Tsarina's World

The musings, rants, and general complaints of a schoolteacher in the MidWest. I have no real social life, which sucks for me personally, but makes my dog happy- he is the center of my universe! Come on in, take your shoes off and stay a while... who wants pie and coffee?

Wednesday, June 16, 2004

Blah Blah Blah

I had another interview today. It went well; you know, no drooling or inappropriate scratching on my part. That's all I'm going to say, because I really don't want to get my hopes up.

Normally, I am not an overly violent person. However, I promise you that if the hillbillies down the road do not stop revving the engine on that crappy truck, I'm going to turn the neighborhood into a Quentin Tarrantino movie. Every afternoon, the two greasy fat guys take off their shirts and begin working on something that was once a pickup truck, but is now a rusty pile of shit. They do this while about a half dozen tiny, dirty kids pedal up and down the road on their tiny, dirty bikes. Now, my dad is (was?) a mechanic, and I have no problem with people working on old cars. I don't even care what it looks like. What I object to is the constant "RRRRRRRR, sputter", "RRRRRRRRRRRRRR, sputter". This has been going on since early April. I would say it's time to call the coroner and pull the sheet over the patient.

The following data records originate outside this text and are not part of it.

//! Canonical schema types.
//!
//! A [`NormalizedSchema`] stores every rendered field once, in a flat arena
//! (`fields`), and sections refer to fields by [`FieldIndex`]. The side
//! table `index` maps the stable [`FieldId`] back into the arena, and
//! `coordinates` records where each field sat in the source document.

use crate::show_if::{ShowIf, is_shown};
use crate::vars::VariableBag;
use serde::{Deserialize, Serialize};
use serde_json::{Map, Value};
use std::borrow::Borrow;
use std::collections::{BTreeMap, BTreeSet};
use std::fmt;

/// Stable field identifier `"{tab}-{section}-{field}"`.
///
/// Assigned once by the normalizer; opaque everywhere else.
#[derive(Debug, Clone, PartialEq, Eq, PartialOrd, Ord, Hash, Serialize, Deserialize)]
#[serde(transparent)]
pub struct FieldId(String);

impl FieldId {
    pub fn new(id: impl Into<String>) -> Self {
        Self(id.into())
    }

    pub fn from_coordinates(coordinates: Coordinates) -> Self {
        Self(format!(
            "{}-{}-{}",
            coordinates.tab, coordinates.section, coordinates.field
        ))
    }

    pub fn as_str(&self) -> &str {
        &self.0
    }
}

impl fmt::Display for FieldId {
    fn fmt(&self, f: &mut fmt::Formatter<'_>) -> fmt::Result {
        write!(f, "{}", self.0)
    }
}

impl Borrow<str> for FieldId {
    fn borrow(&self) -> &str {
        &self.0
    }
}

/// Position of a field inside the arena.
#[derive(Debug, Clone, Copy, PartialEq, Eq, PartialOrd, Ord, Hash, Serialize, Deserialize)]
pub struct FieldIndex(pub usize);

/// Where a field sat in the source document.
#[derive(Debug, Clone, Copy, PartialEq, Eq, PartialOrd, Ord, Hash, Serialize, Deserialize)]
pub struct Coordinates {
    pub tab: usize,
    pub section: usize,
    pub field: usize,
}

/// The closed set of field kinds the engine knows how to resolve.
#[derive(Debug, Clone, Copy, PartialEq, Eq, PartialOrd, Ord, Hash)]
pub enum FieldKind {
    Heading,
    Subtitle,
    Input,
    Checkbox,
    KeyValueArray,
    ArrayInput,
    Select,
    ServiceIpList,
    ResourceList,
    VeleroCreateBackup,
    Cron,
    TextArea,
    /// A type tag with no built-in renderer; shown as a placeholder.
    Unknown,
}

impl FieldKind {
    pub const ALL: [FieldKind; 13] = [
        FieldKind::Heading,
        FieldKind::Subtitle,
        FieldKind::Input,
        FieldKind::Checkbox,
        FieldKind::KeyValueArray,
        FieldKind::ArrayInput,
        FieldKind::Select,
        FieldKind::ServiceIpList,
        FieldKind::ResourceList,
        FieldKind::VeleroCreateBackup,
        FieldKind::Cron,
        FieldKind::TextArea,
        FieldKind::Unknown,
    ];

    /// Classify a canonical type tag. Legacy aliases are rewritten by the
    /// normalizer before this is consulted.
    pub fn from_type_name(type_name: &str) -> Self {
        match type_name {
            "heading" => FieldKind::Heading,
            "subtitle" => FieldKind::Subtitle,
            "input" => FieldKind::Input,
            "checkbox" => FieldKind::Checkbox,
            "key-value-array" => FieldKind::KeyValueArray,
            "array-input" => FieldKind::ArrayInput,
            "select" => FieldKind::Select,
            "service-ip-list" => FieldKind::ServiceIpList,
            "resource-list" => FieldKind::ResourceList,
            "velero-create-backup" => FieldKind::VeleroCreateBackup,
            "cron" => FieldKind::Cron,
            "text-area" => FieldKind::TextArea,
            _ => FieldKind::Unknown,
        }
    }

    pub fn as_str(&self) -> &'static str {
        match self {
            FieldKind::Heading => "heading",
            FieldKind::Subtitle => "subtitle",
            FieldKind::Input => "input",
            FieldKind::Checkbox => "checkbox",
            FieldKind::KeyValueArray => "key-value-array",
            FieldKind::ArrayInput => "array-input",
            FieldKind::Select => "select",
            FieldKind::ServiceIpList => "service-ip-list",
            FieldKind::ResourceList => "resource-list",
            FieldKind::VeleroCreateBackup => "velero-create-backup",
            FieldKind::Cron => "cron",
            FieldKind::TextArea => "text-area",
            FieldKind::Unknown => "unknown",
        }
    }

    /// Kinds that collect user input and so take part in required analysis.
    pub fn is_input(&self) -> bool {
        !matches!(
            self,
            FieldKind::Heading
                | FieldKind::Subtitle
                | FieldKind::ResourceList
                | FieldKind::ServiceIpList
                | FieldKind::VeleroCreateBackup
        )
    }
}

impl fmt::Display for FieldKind {
    fn fmt(&self, f: &mut fmt::Formatter<'_>) -> fmt::Result {
        f.write_str(self.as_str())
    }
}

/// One leaf schema node.
#[derive(Debug, Clone, PartialEq, Serialize, Deserialize)]
pub struct Field {
    pub id: FieldId,

    #[serde(rename = "type")]
    pub type_name: String,

    #[serde(default, skip_serializing_if = "Option::is_none")]
    pub variable: Option<String>,

    #[serde(default, skip_serializing_if = "Map::is_empty")]
    pub settings: Map<String, Value>,

    /// Prior revision values; the first element is authoritative.
    #[serde(default, skip_serializing_if = "Vec::is_empty")]
    pub value: Vec<Value>,

    #[serde(default, skip_serializing_if = "std::ops::Not::not")]
    pub required: bool,

    #[serde(default, skip_serializing_if = "Option::is_none")]
    pub show_if: Option<ShowIf>,

    /// Kind-specific attributes the engine carries but does not interpret
    /// (`label`, `options`, `secretOption`, ...).
    #[serde(flatten)]
    pub extra: Map<String, Value>,
}

impl Field {
    pub fn kind(&self) -> FieldKind {
        FieldKind::from_type_name(&self.type_name)
    }

    pub fn setting(&self, key: &str) -> Option<&Value> {
        self.settings.get(key).filter(|v| !v.is_null())
    }

    pub fn setting_str(&self, key: &str) -> Option<&str> {
        self.setting(key).and_then(Value::as_str)
    }

    /// `settings.default`.
    pub fn default_value(&self) -> Option<&Value> {
        self.setting("default")
    }

    /// `value[0]`, the authoritative revision value.
    pub fn revision_value(&self) -> Option<&Value> {
        self.value.first().filter(|v| !v.is_null())
    }

    /// A boolean attribute looked up in `settings` first, then on the field.
    pub fn flag(&self, key: &str) -> bool {
        self.setting(key)
            .or_else(|| self.extra.get(key))
            .and_then(Value::as_bool)
            .unwrap_or(false)
    }
}

#[derive(Debug, Clone, PartialEq)]
pub struct Section {
    pub name: String,
    pub show_if: Option<ShowIf>,
    pub fields: Vec<FieldIndex>,
}

#[derive(Debug, Clone, PartialEq)]
pub struct Tab {
    pub name: String,
    pub label: String,
    pub settings: Option<Value>,
    pub sections: Vec<Section>,
}

/// A schema after normalization: canonical types, assigned ids, and no
/// `variable` pseudo-fields.
#[derive(Debug, Clone, PartialEq)]
pub struct NormalizedSchema {
    pub name: String,
    pub has_source: bool,
    pub include_hidden_fields: bool,
    pub is_cluster_scoped: Option<bool>,
    pub tabs: Vec<Tab>,
    pub(crate) fields: Vec<Field>,
    pub(crate) coordinates: Vec<Coordinates>,
    pub(crate) index: BTreeMap<FieldId, FieldIndex>,
}

impl NormalizedSchema {
    /// All fields in document order.
    pub fn fields(&self) -> &[Field] {
        &self.fields
    }

    pub fn field(&self, index: FieldIndex) -> &Field {
        &self.fields[index.0]
    }

    pub fn field_by_id(&self, id: &str) -> Option<&Field> {
        self.index_of(id).map(|idx| self.field(idx))
    }

    pub fn index_of(&self, id: &str) -> Option<FieldIndex> {
        self.index.get(id).copied()
    }

    pub fn coordinates(&self, index: FieldIndex) -> Coordinates {
        self.coordinates[index.0]
    }

    /// The visibility-filtered view: sections whose `show_if` passes.
    pub fn active(&self, variables: &VariableBag) -> ActiveSchema<'_> {
        self.view(|section| is_shown(section.show_if.as_ref(), variables))
    }

    /// Every section, ignoring `show_if`.
    pub fn unfiltered(&self) -> ActiveSchema<'_> {
        self.view(|_| true)
    }

    fn view(&self, mut keep: impl FnMut(&Section) -> bool) -> ActiveSchema<'_> {
        let mut sections = Vec::new();
        let mut fields = Vec::new();
        for (t, tab) in self.tabs.iter().enumerate() {
            for (s, section) in tab.sections.iter().enumerate() {
                if keep(section) {
                    sections.push((t, s));
                    fields.extend(section.fields.iter().copied());
                }
            }
        }
        ActiveSchema {
            schema: self,
            sections,
            fields,
        }
    }

    /// Ids whose `(type, variable)` identity differs between two
    /// normalizations, including ids present on only one side.
    ///
    /// Ids are positional, so a reordered source document shows up here
    /// instead of silently rebinding component and validation state.
    pub fn id_drift(&self, other: &NormalizedSchema) -> Vec<FieldId> {
        let ids: BTreeSet<&FieldId> = self.index.keys().chain(other.index.keys()).collect();
        ids.into_iter()
            .filter(|id| {
                let ours = self.field_by_id(id.as_str()).map(identity);
                let theirs = other.field_by_id(id.as_str()).map(identity);
                ours != theirs
            })
            .cloned()
            .collect()
    }
}

fn identity(field: &Field) -> (&str, Option<&str>) {
    (field.type_name.as_str(), field.variable.as_deref())
}

impl Serialize for NormalizedSchema {
    fn serialize<S: serde::Serializer>(&self, serializer: S) -> Result<S::Ok, S::Error> {
        let view = SchemaView {
            name: &self.name,
            has_source: self.has_source,
            include_hidden_fields: self.include_hidden_fields,
            is_cluster_scoped: self.is_cluster_scoped,
            tabs: self
                .tabs
                .iter()
                .map(|tab| TabView {
                    name: &tab.name,
                    label: &tab.label,
                    settings: tab.settings.as_ref(),
                    sections: tab
                        .sections
                        .iter()
                        .map(|section| SectionView {
                            name: &section.name,
                            show_if: section.show_if.as_ref(),
                            contents: section.fields.iter().map(|idx| self.field(*idx)).collect(),
                        })
                        .collect(),
                })
                .collect(),
        };
        view.serialize(serializer)
    }
}

#[derive(Serialize)]
#[serde(rename_all = "camelCase")]
struct SchemaView<'a> {
    name: &'a str,
    has_source: bool,
    include_hidden_fields: bool,
    #[serde(skip_serializing_if = "Option::is_none")]
    is_cluster_scoped: Option<bool>,
    tabs: Vec<TabView<'a>>,
}

#[derive(Serialize)]
struct TabView<'a> {
    name: &'a str,
    label: &'a str,
    #[serde(skip_serializing_if = "Option::is_none")]
    settings: Option<&'a Value>,
    sections: Vec<SectionView<'a>>,
}

#[derive(Serialize)]
struct SectionView<'a> {
    name: &'a str,
    #[serde(skip_serializing_if = "Option::is_none")]
    show_if: Option<&'a ShowIf>,
    contents: Vec<&'a Field>,
}

/// A borrowed view over the sections that survived visibility filtering.
#[derive(Debug, Clone)]
pub struct ActiveSchema<'a> {
    schema: &'a NormalizedSchema,
    sections: Vec<(usize, usize)>,
    fields: Vec<FieldIndex>,
}

impl<'a> ActiveSchema<'a> {
    pub fn schema(&self) -> &'a NormalizedSchema {
        self.schema
    }

    /// Active fields in document order.
    pub fn fields(&self) -> impl Iterator<Item = &'a Field> + '_ {
        let schema = self.schema;
        self.fields.iter().map(move |idx| schema.field(*idx))
    }

    /// `(tab, section)` positions of the active sections.
    pub fn sections(&self) -> &[(usize, usize)] {
        &self.sections
    }

    pub fn contains(&self, id: &str) -> bool {
        self.schema
            .index_of(id)
            .is_some_and(|idx| self.fields.contains(&idx))
    }

    pub fn len(&self) -> usize {
        self.fields.len()
    }

    pub fn is_empty(&self) -> bool {
        self.fields.is_empty()
    }
}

The tiny, dirty neighbor kids are terrified of me. I kept getting ants in my mailbox, and couldn't figure out why. The mailman said that sometimes he finds food in there. So, one day, I was sitting on my patio when I see the kids on their bikes stopped in front of my mailbox (we're rural, so the box is at the road, several yards from the house). I watch as one of them starts to put a half-eaten apple in my mailbox. I yelled something about calling the postal authorities, and that being a felony (amazing how they recognized THAT word). Well, they all took off as fast as their filthy little feet would pedal, leaving the tiniest, dirtiest little girl behind. This kid couldn't have been more than four years old; she still had training wheels on her bike. She was pumping those pedals furiously, and looking over her shoulder like the flying monkeys were after her. Just as she got to the top of the hill, her feet slipped, and she rolled back down, right next to where I was now standing. I used my scariest "teacher voice" and said, "don't ever do that again, do you understand?" Her eyes were as big as dinner plates, and she nodded, then pedalled away again. They haven't bothered my mailbox since.

This is just a thought: we should teach IM as a language in school. I was talking to one of my former students online the other night, and I laughed at how annoyed some of my collegues would be by the conversation. "Student: sup... Me: nm u... Student: sk8d 2day... Me: kewl": you get the picture. Can you imagine if someone from fifty years ago saw that, they would think it was either a foreign language, or two crazy people who couldn't type. Just something that struck me.